» **ASSIGNMENT**
Each record that follows must be reproduced exactly.
(DATA FOR THIS EXERCISE)
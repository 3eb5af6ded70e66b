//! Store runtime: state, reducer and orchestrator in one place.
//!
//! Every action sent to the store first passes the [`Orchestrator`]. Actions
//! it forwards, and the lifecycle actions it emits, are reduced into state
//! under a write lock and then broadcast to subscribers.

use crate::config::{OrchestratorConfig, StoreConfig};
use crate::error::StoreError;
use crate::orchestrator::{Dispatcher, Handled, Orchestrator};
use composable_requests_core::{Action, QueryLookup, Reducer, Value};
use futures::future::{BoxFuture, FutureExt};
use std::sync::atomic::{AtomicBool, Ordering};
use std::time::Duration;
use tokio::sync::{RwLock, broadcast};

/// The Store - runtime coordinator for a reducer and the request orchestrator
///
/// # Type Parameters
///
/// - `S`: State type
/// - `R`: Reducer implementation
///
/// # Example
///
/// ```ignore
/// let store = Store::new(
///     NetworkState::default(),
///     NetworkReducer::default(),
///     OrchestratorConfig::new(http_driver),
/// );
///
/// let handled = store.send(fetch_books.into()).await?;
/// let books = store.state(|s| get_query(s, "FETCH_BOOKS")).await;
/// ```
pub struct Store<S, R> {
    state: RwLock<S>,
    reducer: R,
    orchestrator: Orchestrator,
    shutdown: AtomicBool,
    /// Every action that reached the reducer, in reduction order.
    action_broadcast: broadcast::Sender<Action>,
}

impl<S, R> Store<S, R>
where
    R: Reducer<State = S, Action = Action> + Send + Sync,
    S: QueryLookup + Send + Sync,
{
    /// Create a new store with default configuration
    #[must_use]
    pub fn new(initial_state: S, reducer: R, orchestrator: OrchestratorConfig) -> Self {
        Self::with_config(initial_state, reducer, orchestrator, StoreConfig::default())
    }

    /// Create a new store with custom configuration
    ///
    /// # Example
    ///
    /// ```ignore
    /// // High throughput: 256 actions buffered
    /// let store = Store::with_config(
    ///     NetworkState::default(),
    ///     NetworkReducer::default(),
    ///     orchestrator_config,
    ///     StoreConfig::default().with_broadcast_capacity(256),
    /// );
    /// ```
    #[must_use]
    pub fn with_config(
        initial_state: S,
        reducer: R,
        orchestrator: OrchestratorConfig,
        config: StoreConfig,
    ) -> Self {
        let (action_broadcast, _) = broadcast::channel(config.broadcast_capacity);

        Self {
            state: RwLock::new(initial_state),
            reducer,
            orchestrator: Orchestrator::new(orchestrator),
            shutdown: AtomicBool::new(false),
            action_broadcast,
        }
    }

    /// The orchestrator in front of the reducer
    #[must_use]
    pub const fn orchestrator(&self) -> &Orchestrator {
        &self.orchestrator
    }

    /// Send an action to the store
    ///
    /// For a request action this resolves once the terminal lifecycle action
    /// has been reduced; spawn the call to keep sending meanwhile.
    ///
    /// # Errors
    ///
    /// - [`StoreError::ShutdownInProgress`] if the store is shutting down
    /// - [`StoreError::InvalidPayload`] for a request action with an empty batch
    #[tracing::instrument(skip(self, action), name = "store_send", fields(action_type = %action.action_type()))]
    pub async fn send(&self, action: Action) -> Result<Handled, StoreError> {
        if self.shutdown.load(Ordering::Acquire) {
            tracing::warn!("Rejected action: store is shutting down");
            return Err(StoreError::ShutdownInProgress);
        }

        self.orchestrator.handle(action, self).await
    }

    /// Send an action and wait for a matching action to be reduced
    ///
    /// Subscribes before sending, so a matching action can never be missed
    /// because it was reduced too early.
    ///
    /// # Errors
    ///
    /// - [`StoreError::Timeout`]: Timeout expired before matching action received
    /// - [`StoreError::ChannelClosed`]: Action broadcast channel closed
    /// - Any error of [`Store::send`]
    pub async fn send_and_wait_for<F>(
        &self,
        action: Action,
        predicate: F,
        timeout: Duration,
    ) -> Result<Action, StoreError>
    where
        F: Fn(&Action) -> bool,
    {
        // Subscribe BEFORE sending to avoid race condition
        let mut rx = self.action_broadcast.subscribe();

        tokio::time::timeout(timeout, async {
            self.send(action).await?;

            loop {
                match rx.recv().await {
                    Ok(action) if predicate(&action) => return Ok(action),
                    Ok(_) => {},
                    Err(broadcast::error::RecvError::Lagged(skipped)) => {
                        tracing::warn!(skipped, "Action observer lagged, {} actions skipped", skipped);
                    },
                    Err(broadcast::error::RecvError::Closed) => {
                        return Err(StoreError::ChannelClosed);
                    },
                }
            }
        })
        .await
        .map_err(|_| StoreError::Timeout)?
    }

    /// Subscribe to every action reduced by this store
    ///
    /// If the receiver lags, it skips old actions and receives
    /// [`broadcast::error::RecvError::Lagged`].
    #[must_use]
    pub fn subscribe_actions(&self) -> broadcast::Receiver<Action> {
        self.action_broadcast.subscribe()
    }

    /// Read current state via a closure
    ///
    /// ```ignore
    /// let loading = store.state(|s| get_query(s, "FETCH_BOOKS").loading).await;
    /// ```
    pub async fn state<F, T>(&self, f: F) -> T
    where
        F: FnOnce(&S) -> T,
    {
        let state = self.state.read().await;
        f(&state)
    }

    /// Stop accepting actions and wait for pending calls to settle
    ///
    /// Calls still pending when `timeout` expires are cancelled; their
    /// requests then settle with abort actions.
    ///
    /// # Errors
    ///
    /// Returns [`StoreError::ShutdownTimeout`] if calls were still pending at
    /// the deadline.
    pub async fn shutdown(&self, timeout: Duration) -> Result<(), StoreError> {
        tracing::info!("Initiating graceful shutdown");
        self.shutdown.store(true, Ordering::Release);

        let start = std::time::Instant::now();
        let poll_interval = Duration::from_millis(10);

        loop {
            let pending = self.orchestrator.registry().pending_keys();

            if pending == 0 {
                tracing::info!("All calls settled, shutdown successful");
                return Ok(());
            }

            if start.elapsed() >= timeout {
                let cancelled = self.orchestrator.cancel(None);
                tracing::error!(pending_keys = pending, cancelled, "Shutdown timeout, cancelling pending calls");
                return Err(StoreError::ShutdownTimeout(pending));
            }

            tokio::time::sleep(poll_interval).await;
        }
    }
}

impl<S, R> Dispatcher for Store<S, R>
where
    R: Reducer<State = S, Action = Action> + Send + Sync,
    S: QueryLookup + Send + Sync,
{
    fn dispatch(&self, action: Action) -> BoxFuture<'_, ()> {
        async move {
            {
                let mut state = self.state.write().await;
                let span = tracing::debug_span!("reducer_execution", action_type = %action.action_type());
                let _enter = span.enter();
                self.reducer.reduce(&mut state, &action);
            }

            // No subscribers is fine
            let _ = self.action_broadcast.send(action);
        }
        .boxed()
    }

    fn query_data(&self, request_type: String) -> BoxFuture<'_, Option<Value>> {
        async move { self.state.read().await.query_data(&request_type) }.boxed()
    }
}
(End DATA FOR THIS EXERCISE)
» **RESULT FOR THIS EXERCISE**
repository 3eb5af6ded70e66b
//! Store runtime: state, reducer and orchestrator in one place.
//!
//! Every action sent to the store first passes the [`Orchestrator`]. Actions
//! it forwards, and the lifecycle actions it emits, are reduced into state
//! under a write lock and then broadcast to subscribers.

use crate::config::{OrchestratorConfig, StoreConfig};
use crate::error::StoreError;
use crate::orchestrator::{Dispatcher, Handled, Orchestrator};
use composable_requests_core::{Action, QueryLookup, Reducer, Value};
use futures::future::{BoxFuture, FutureExt};
use std::sync::atomic::{AtomicBool, Ordering};
use std::time::Duration;
use tokio::sync::{RwLock, broadcast};

/// The Store - runtime coordinator for a reducer and the request orchestrator
///
/// # Type Parameters
///
/// - `S`: State type
/// - `R`: Reducer implementation
///
/// # Example
///
/// ```ignore
/// let store = Store::new(
///     NetworkState::default(),
///     NetworkReducer::default(),
///     OrchestratorConfig::new(http_driver),
/// );
///
/// let handled = store.send(fetch_books.into()).await?;
/// let books = store.state(|s| get_query(s, "FETCH_BOOKS")).await;
/// ```
pub struct Store<S, R> {
    state: RwLock<S>,
    reducer: R,
    orchestrator: Orchestrator,
    shutdown: AtomicBool,
    /// Every action that reached the reducer, in reduction order.
    action_broadcast: broadcast::Sender<Action>,
}

impl<S, R> Store<S, R>
where
    R: Reducer<State = S, Action = Action> + Send + Sync,
    S: QueryLookup + Send + Sync,
{
    /// Create a new store with default configuration
    #[must_use]
    pub fn new(initial_state: S, reducer: R, orchestrator: OrchestratorConfig) -> Self {
        Self::with_config(initial_state, reducer, orchestrator, StoreConfig::default())
    }

    /// Create a new store with custom configuration
    ///
    /// # Example
    ///
    /// ```ignore
    /// // High throughput: 256 actions buffered
    /// let store = Store::with_config(
    ///     NetworkState::default(),
    ///     NetworkReducer::default(),
    ///     orchestrator_config,
    ///     StoreConfig::default().with_broadcast_capacity(256),
    /// );
    /// ```
    #[must_use]
    pub fn with_config(
        initial_state: S,
        reducer: R,
        orchestrator: OrchestratorConfig,
        config: StoreConfig,
    ) -> Self {
        let (action_broadcast, _) = broadcast::channel(config.broadcast_capacity);

        Self {
            state: RwLock::new(initial_state),
            reducer,
            orchestrator: Orchestrator::new(orchestrator),
            shutdown: AtomicBool::new(false),
            action_broadcast,
        }
    }

    /// The orchestrator in front of the reducer
    #[must_use]
    pub const fn orchestrator(&self) -> &Orchestrator {
        &self.orchestrator
    }

    /// Send an action to the store
    ///
    /// For a request action this resolves once the terminal lifecycle action
    /// has been reduced; spawn the call to keep sending meanwhile.
    ///
    /// # Errors
    ///
    /// - [`StoreError::ShutdownInProgress`] if the store is shutting down
    /// - [`StoreError::InvalidPayload`] for a request action with an empty batch
    #[tracing::instrument(skip(self, action), name = "store_send", fields(action_type = %action.action_type()))]
    pub async fn send(&self, action: Action) -> Result<Handled, StoreError> {
        if self.shutdown.load(Ordering::Acquire) {
            tracing::warn!("Rejected action: store is shutting down");
            return Err(StoreError::ShutdownInProgress);
        }

        self.orchestrator.handle(action, self).await
    }

    /// Send an action and wait for a matching action to be reduced
    ///
    /// Subscribes before sending, so a matching action can never be missed
    /// because it was reduced too early.
    ///
    /// # Errors
    ///
    /// - [`StoreError::Timeout`]: Timeout expired before matching action received
    /// - [`StoreError::ChannelClosed`]: Action broadcast channel closed
    /// - Any error of [`Store::send`]
    pub async fn send_and_wait_for<F>(
        &self,
        action: Action,
        predicate: F,
        timeout: Duration,
    ) -> Result<Action, StoreError>
    where
        F: Fn(&Action) -> bool,
    {
        // Subscribe BEFORE sending to avoid race condition
        let mut rx = self.action_broadcast.subscribe();

        tokio::time::timeout(timeout, async {
            self.send(action).await?;

            loop {
                match rx.recv().await {
                    Ok(action) if predicate(&action) => return Ok(action),
                    Ok(_) => {},
                    Err(broadcast::error::RecvError::Lagged(skipped)) => {
                        tracing::warn!(skipped, "Action observer lagged, {} actions skipped", skipped);
                    },
                    Err(broadcast::error::RecvError::Closed) => {
                        return Err(StoreError::ChannelClosed);
                    },
                }
            }
        })
        .await
        .map_err(|_| StoreError::Timeout)?
    }

    /// Subscribe to every action reduced by this store
    ///
    /// If the receiver lags, it skips old actions and receives
    /// [`broadcast::error::RecvError::Lagged`].
    #[must_use]
    pub fn subscribe_actions(&self) -> broadcast::Receiver<Action> {
        self.action_broadcast.subscribe()
    }

    /// Read current state via a closure
    ///
    /// ```ignore
    /// let loading = store.state(|s| get_query(s, "FETCH_BOOKS").loading).await;
    /// ```
    pub async fn state<F, T>(&self, f: F) -> T
    where
        F: FnOnce(&S) -> T,
    {
        let state = self.state.read().await;
        f(&state)
    }

    /// Stop accepting actions and wait for pending calls to settle
    ///
    /// Calls still pending when `timeout` expires are cancelled; their
    /// requests then settle with abort actions.
    ///
    /// # Errors
    ///
    /// Returns [`StoreError::ShutdownTimeout`] if calls were still pending at
    /// the deadline.
    pub async fn shutdown(&self, timeout: Duration) -> Result<(), StoreError> {
        tracing::info!("Initiating graceful shutdown");
        self.shutdown.store(true, Ordering::Release);

        let start = std::time::Instant::now();
        let poll_interval = Duration::from_millis(10);

        loop {
            let pending = self.orchestrator.registry().pending_keys();

            if pending == 0 {
                tracing::info!("All calls settled, shutdown successful");
                return Ok(());
            }

            if start.elapsed() >= timeout {
                let cancelled = self.orchestrator.cancel(None);
                tracing::error!(pending_keys = pending, cancelled, "Shutdown timeout, cancelling pending calls");
                return Err(StoreError::ShutdownTimeout(pending));
            }

            tokio::time::sleep(poll_interval).await;
        }
    }
}

impl<S, R> Dispatcher for Store<S, R>
where
    R: Reducer<State = S, Action = Action> + Send + Sync,
    S: QueryLookup + Send + Sync,
{
    fn dispatch(&self, action: Action) -> BoxFuture<'_, ()> {
        async move {
            {
                let mut state = self.state.write().await;
                let span = tracing::debug_span!("reducer_execution", action_type = %action.action_type());
                let _enter = span.enter();
                self.reducer.reduce(&mut state, &action);
            }

            // No subscribers is fine
            let _ = self.action_broadcast.send(action);
        }
        .boxed()
    }

    fn query_data(&self, request_type: String) -> BoxFuture<'_, Option<Value>> {
        async move { self.state.read().await.query_data(&request_type) }.boxed()
    }
}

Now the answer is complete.